Ein in Großbritannien verurteilter Spion soll nun nach Österreich abgeschoben werden – der Fall sorgt für Aufsehen.
Der 33-jährige österreichische Staatsbürger mit tschetschenischen Wurzeln war in Großbritannien wegen Spionagetätigkeiten zu dreieinhalb Jahren Haft verurteilt worden. Laut Urteil arbeitete er im Auftrag der islamischen Revolutionswächter.
Konkret soll der Mann einen oppositionellen iranischen Nachrichtensender ausspioniert haben. Dafür erhielt er laut Ermittlungen umgerechnet rund 50.000 Euro. Während der Untersuchungen gestand er, mit der Tätigkeit "leichtes Geld" verdient zu haben. Zudem räumte er ein, dass die von ihm beschafften Informationen für einen Terroranschlag hätten verwendet werden können.

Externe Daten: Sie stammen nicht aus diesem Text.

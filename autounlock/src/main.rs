// Copyright (c) 2025 autounlock developers
//
// Licensed under the Apache License, Version 2.0
// <LICENSE-APACHE or https://www.apache.org/licenses/LICENSE-2.0> or the MIT
// license <LICENSE-MIT or https://opensource.org/licenses/MIT>, at your
// option. All files in the project carrying such notice may not be copied,
// modified, or distributed except according to those terms.

//! Unlock an encrypted array at boot from threshold-shared key material

mod config;
mod error;
mod lock;
mod logging;
mod runtime;
mod system;
mod utils;

use std::process;

use crate::error::{clap_or_error, success};

#[tokio::main]
async fn main() {
    process::exit(
        runtime::run(None::<Vec<&str>>)
            .await
            .map_or_else(clap_or_error, success),
    )
}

Gefasst wurde der Mann, als er mit seinem Handy "Schwachstellen" bei den Sicherheitsvorkehrungen am Hauptsitz des Medienunternehmens filmte. Nur eine Woche nach seiner Festnahme stellte der betroffene Sender seine Studio-Aktivitäten aufgrund der Bedrohungslage vorübergehend ein.
Nach einer Anhörung wurde der 33-Jährige vorzeitig freigelassen. Die Bewährungskommission kam zu dem Schluss, dass er keine Gefahr mehr für die Öffentlichkeit darstelle sowie dass seine Handlungen von "Gier" und "Leichtsinn" als von Ideologie getrieben waren. Großbritannien plant nun, den Mann nach Österreich abzuschieben.